Appl: Da muss ich mal drüber nachdenken. Ich würde es tatsächlich gerne häufiger tun. Aber das ist auch wieder ein Für und Wider, ein Abwägen. Da gibt es keinen einen richtigen Weg. Ich existiere ja nicht in einem luftleeren Raum, ich lebe in Rahmenbedingungen, die mich verändern, auch meine Kunst.



niusic: Deine neue Platte ist ein Konzeptalbum, die das Thema „Heimat“ behandelt. Die erste Studioaufnahme war eher konventionell. Warum das Konzeptalbum?

Appl: Es hat mich interessiert. Mein Umzug nach England, die aktuelle politische Lage da, haben mich im letzten Jahr sehr viel über das Thema „Heimat“ und Verbundenheit nachdenken lassen. Meine Wurzeln treiben mich sehr stark um. Und ich hoffe, dass man über das Thema durch ästhetische und emotionale Auseinandersetzung nachdenkt und es mit dem Hörer etwas macht.

niusic: Was wird das nächste Konzeptalbum?

Appl: (lacht) Da muss ich schauen, was mich wieder umtreibt. Ich bin niemand, der wirklich mit Profitkalkül an Projekte rangeht. Es muss mich wirklich interessieren, ich will nicht auf aktuelle Themen aufspringen und die dann irgendwie künstlerisch umsetzen. Wenn es mich interessiert, wenn ich an ein Thema wirklich Fragen habe, dann wird sich das hoffentlich authentischer kommunizieren. In der Musik.
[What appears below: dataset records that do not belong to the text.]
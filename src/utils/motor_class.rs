/// Impulse class of a motor, e.g. `K` at 95% of the way through its range.
#[derive(Debug, Clone, PartialEq)]
pub struct MotorClass {
    pub designation: String,
    pub percent: f64,
}

/// Classifies a total impulse given in newton-seconds.
///
/// Classes from `D` upward double in size (`D` is 10-20 N·s, `E` is 20-40 N·s
/// and so on). `A` to `C` cover the smaller fixed ranges below 10 N·s.
pub fn motor_class(total_impulse_ns: f64) -> MotorClass {
    if total_impulse_ns < 10.0 {
        let (designation, percent) = if total_impulse_ns > 5.0 {
            ("C", 100.0 * total_impulse_ns / 10.0)
        } else if total_impulse_ns > 2.5 {
            ("B", 100.0 * total_impulse_ns / 5.0)
        } else if total_impulse_ns > 1.25 {
            ("A", 100.0 * total_impulse_ns / 2.5)
        } else {
            ("N/A", 0.0)
        };

        return MotorClass {
            designation: designation.to_string(),
            percent,
        };
    }

    let offset = (total_impulse_ns / 10.0).log2().floor() as u32;
    let designation = char::from_u32('D' as u32 + offset)
        .map(|c| c.to_string())
        .unwrap_or_else(|| "N/A".to_string());

    let min_impulse = 10.0 * 2f64.powi(offset as i32);
    MotorClass {
        designation,
        percent: 100.0 * (total_impulse_ns - min_impulse) / min_impulse,
    }
}

#[cfg(test)]
mod tests {
    use super::*;
    use approx::assert_relative_eq;

    #[test]
    fn test_class_designation() {
        assert_eq!(motor_class(2500.0).designation, "K");
        assert_eq!(motor_class(1281.0).designation, "K");
        assert_eq!(motor_class(1279.0).designation, "J");
        assert_eq!(motor_class(350.0).designation, "I");
        assert_eq!(motor_class(10.0).designation, "D");
    }

    #[test]
    fn test_class_percent() {
        assert_relative_eq!(motor_class(2500.0).percent, 95.3125, epsilon = 1e-9);
        assert_relative_eq!(motor_class(1281.0).percent, 0.078125, epsilon = 1e-9);
        assert_relative_eq!(motor_class(1279.0).percent, 99.84375, epsilon = 1e-9);
        assert_relative_eq!(motor_class(350.0).percent, 9.375, epsilon = 1e-9);
    }

    #[test]
    fn test_small_motor_classes() {
        let a = motor_class(2.0);
        assert_eq!(a.designation, "A");
        assert_relative_eq!(a.percent, 80.0, epsilon = 1e-9);

        let c = motor_class(9.23);
        assert_eq!(c.designation, "C");
        assert_relative_eq!(c.percent, 92.3, epsilon = 1e-9);

        let b = motor_class(3.55);
        assert_eq!(b.designation, "B");
        assert_relative_eq!(b.percent, 71.0, epsilon = 1e-9);

        let none = motor_class(1.0);
        assert_eq!(none.designation, "N/A");
        assert_eq!(none.percent, 0.0);
    }
}
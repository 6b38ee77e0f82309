//! Steady-state chamber pressure and isentropic nozzle performance.
//!
//! Pressures are in psi, areas in in², thrust in lbf and mass flow in lb/s,
//! so specific impulse comes out in seconds.

use super::settings::SimSettings;
use crate::constants::{AREA_RATIO_TOLERANCE, MAX_MACH_ITERATIONS, SUPERSONIC_MACH_GUESS};
use crate::design::{grain::Grain, motor::Motor};
use crate::errors::{SimulationError, SimulationResult};
use crate::utils::units::UnitConverter;

/// The internal ballistics solver set and time-stepping driver.
///
/// Holds no per-run state; the unit converter is only read.
#[derive(Debug, Clone, Default)]
pub struct InternalBallisticsSim {
    units: UnitConverter,
}

impl InternalBallisticsSim {
    pub fn new(units: UnitConverter) -> Self {
        InternalBallisticsSim { units }
    }

    pub fn units(&self) -> &UnitConverter {
        &self.units
    }

    /// Steady-state chamber pressure, `Pc = (Kn * a * rho * c*)^(1 / (1 - n))`,
    /// from the motor's averaged propellant.
    pub fn calc_chamber_pressure(&self, motor: &Motor) -> SimulationResult<f64> {
        let propellant = motor.average_propellant()?;

        if !(propellant.n < 1.0) {
            return Err(SimulationError::Configuration(format!(
                "average pressure exponent n = {} leaves the pressure exponent 1/(1-n) undefined",
                propellant.n
            )));
        }
        if !(motor.nozzle.get_throat_area() > 0.0) {
            return Err(SimulationError::Configuration(
                "nozzle throat area must be positive".to_string(),
            ));
        }

        let kn = motor.get_kn();
        if !(kn > 0.0) {
            return Err(SimulationError::Configuration(format!(
                "Kn must be positive, got {}",
                kn
            )));
        }

        let rho = self
            .units
            .convert(propellant.rho, "lb_per_cubic_inch", "slug_per_cubic_inch")?;
        let base = kn * propellant.a * rho * propellant.cstar;
        Ok(base.powf(1.0 / (1.0 - propellant.n)))
    }

    /// Burn rate of one grain, in/s: its own propellant against the motor-wide pressure.
    pub fn calc_steady_state_burn_rate(&self, motor: &Motor, grain: &Grain) -> SimulationResult<f64> {
        let chamber_pressure = self.calc_chamber_pressure(motor)?;
        Ok(grain.propellant.burn_rate(chamber_pressure))
    }

    pub fn calc_exit_mach(&self, motor: &Motor) -> SimulationResult<f64> {
        if motor.nozzle.is_sonic() {
            return Ok(1.0);
        }
        let (mach, _) = solve_exit_mach(motor.nozzle.get_expansion_ratio(), motor.get_gamma()?)?;
        Ok(mach)
    }

    pub fn calc_exit_pressure(&self, motor: &Motor, chamber_pressure: f64) -> SimulationResult<f64> {
        let gamma = motor.get_gamma()?;
        let exit_mach = self.calc_exit_mach(motor)?;

        let pressure_ratio =
            (1.0 + 0.5 * (gamma - 1.0) * exit_mach.powi(2)).powf(-gamma / (gamma - 1.0));
        Ok(chamber_pressure * pressure_ratio)
    }

    /// Ideal thrust coefficient from the isentropic flow equations
    /// (Rocket Propulsion Elements, eq. 3-29).
    pub fn calc_ideal_thrust_coeff(
        &self,
        motor: &Motor,
        settings: &SimSettings,
        chamber_pressure: f64,
    ) -> SimulationResult<f64> {
        let k = motor.get_gamma()?;
        let exit_pressure = self.calc_exit_pressure(motor, chamber_pressure)?;
        let expansion_ratio = motor.nozzle.get_expansion_ratio();

        let k_square = 2.0 * k * k / (k - 1.0);
        let two_over_k = (2.0 / (k + 1.0)).powf((k + 1.0) / (k - 1.0));
        let pressure_term = 1.0 - (exit_pressure / chamber_pressure).powf((k - 1.0) / k);

        let momentum_thrust = (k_square * two_over_k * pressure_term).sqrt();
        let pressure_thrust =
            (exit_pressure - settings.ambient_pressure) * expansion_ratio / chamber_pressure;
        Ok(momentum_thrust + pressure_thrust)
    }

    /// Applies divergence, two-phase flow and skin friction losses:
    /// `Cf = Nd * Nt * (Nf * Cf_ideal + (1 - Nf))`.
    pub fn calc_real_thrust_coeff(
        &self,
        motor: &Motor,
        settings: &SimSettings,
        chamber_pressure: f64,
    ) -> SimulationResult<f64> {
        let ideal = self.calc_ideal_thrust_coeff(motor, settings, chamber_pressure)?;
        Ok(real_thrust_coeff(
            ideal,
            motor.nozzle.get_divergence_loss(),
            settings.two_phase_flow_efficiency,
            settings.skin_friction_efficiency,
        ))
    }

    /// Thrust in lbf.
    pub fn calc_thrust(&self, motor: &Motor, settings: &SimSettings) -> SimulationResult<f64> {
        let chamber_pressure = self.calc_chamber_pressure(motor)?;
        let cf = self.calc_real_thrust_coeff(motor, settings, chamber_pressure)?;
        Ok(cf * motor.nozzle.get_throat_area() * chamber_pressure)
    }

    /// Specific impulse in seconds; zero while nothing is burning.
    pub fn calc_isp(&self, motor: &Motor, settings: &SimSettings) -> SimulationResult<f64> {
        let thrust = self.calc_thrust(motor, settings)?;
        Ok(isp(thrust, motor.get_mass_flow()))
    }

    /// Mass flux out of the aft end of the grain stack, lb/s/in².
    pub fn calc_core_mass_flux(&self, motor: &Motor) -> f64 {
        motor.get_core_mass_flux()
    }
}

pub(crate) fn real_thrust_coeff(
    ideal: f64,
    divergence_loss: f64,
    two_phase_flow_efficiency: f64,
    skin_friction_efficiency: f64,
) -> f64 {
    divergence_loss
        * two_phase_flow_efficiency
        * (skin_friction_efficiency * ideal + (1.0 - skin_friction_efficiency))
}

pub(crate) fn isp(thrust: f64, mass_flow: f64) -> f64 {
    if mass_flow > 0.0 {
        thrust / mass_flow
    } else {
        0.0
    }
}

/// Isentropic area ratio `A/A*` at a given Mach number.
pub fn area_ratio_at(mach: f64, gamma: f64) -> f64 {
    let exponent = (gamma + 1.0) / (2.0 * (gamma - 1.0));
    let base = (1.0 + 0.5 * (gamma - 1.0) * mach * mach) / ((gamma + 1.0) / 2.0);
    base.powf(exponent) / mach
}

/// Supersonic Mach number whose area ratio matches `area_ratio`, with the
/// number of Newton iterations taken.
///
/// Iterates on `ln(A/A*)`, which is close to linear in Mach on the
/// supersonic branch, so large expansion ratios converge in a few steps.
pub fn solve_exit_mach(area_ratio: f64, gamma: f64) -> SimulationResult<(f64, usize)> {
    solve_exit_mach_with(area_ratio, gamma, MAX_MACH_ITERATIONS)
}

/// As [`solve_exit_mach`], giving up after `max_iterations` Newton steps.
pub fn solve_exit_mach_with(
    area_ratio: f64,
    gamma: f64,
    max_iterations: usize,
) -> SimulationResult<(f64, usize)> {
    if !(area_ratio > 1.0) || !(gamma > 1.0) {
        return Err(SimulationError::Configuration(format!(
            "supersonic exit needs an area ratio above 1 and gamma above 1 (got {}, {})",
            area_ratio, gamma
        )));
    }

    let target = area_ratio.ln();
    let mut mach = SUPERSONIC_MACH_GUESS;
    let mut residual = f64::INFINITY;

    for iteration in 0..max_iterations {
        let guess_ratio = area_ratio_at(mach, gamma);
        if !guess_ratio.is_finite() {
            // overflowed; no finite residual to iterate on
            return Err(SimulationError::NumericDivergence {
                iterations: iteration,
                residual: f64::INFINITY,
            });
        }

        residual = area_ratio - guess_ratio;
        if residual.abs() < AREA_RATIO_TOLERANCE {
            return Ok((mach, iteration));
        }

        let slope = (mach * mach - 1.0) / (mach * (1.0 + 0.5 * (gamma - 1.0) * mach * mach));
        let mut next = mach - (guess_ratio.ln() - target) / slope;

        // stay on the supersonic branch
        if !next.is_finite() || next <= 1.0 {
            next = 0.5 * (mach + 1.0);
        }
        mach = next;
    }

    Err(SimulationError::NumericDivergence {
        iterations: max_iterations,
        residual: residual.abs(),
    })
}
niusic: Sag mir mal drei Dinge, die in deiner Trauerrede gesagt werden müssten, wenn du jetzt sterben würdest.

Appl: Wie bitte?

niusic: Ich löse es gleich auf ...

Appl: Ok. Dann künstlerisch: 1. Er hat es probiert. 2. Er hat was erreicht. 3. Er war anders.

niusic: Und was sollte in fünfzehn Jahren bei deinem fiktiven Tod gesagt werden?

Appl: Genau das Gleiche.

niusic: Also ist die künstlerische To-Do-Liste für die nächsten fünfzehn Jahre nicht sehr lang? Ich fragte deshalb, weil du ungewöhnlich wenig über konkrete Wünsche sprichst. Du machst häufig Gegensatzpaare auf, Schutz – Ehrlichkeit, Nacktheit – Kontrolle, Experiment – Langfristigkeit.

Appl: (lacht) Ach so. Jetzt verstehe ich. Nein natürlich will ich mich entwickeln. Aber wir vergessen oft, dass einen Status zu halten sehr schwierig ist. Ich will nicht in einen Aktionismus verfallen. Die Entwicklung wird sich von alleine einstellen, wenn ich mich auf die nächsten kleinen Schritte konzentriere. Die Liebe zur Sache darf sich nicht verändern. Dann werde ich mich sicher entwickeln.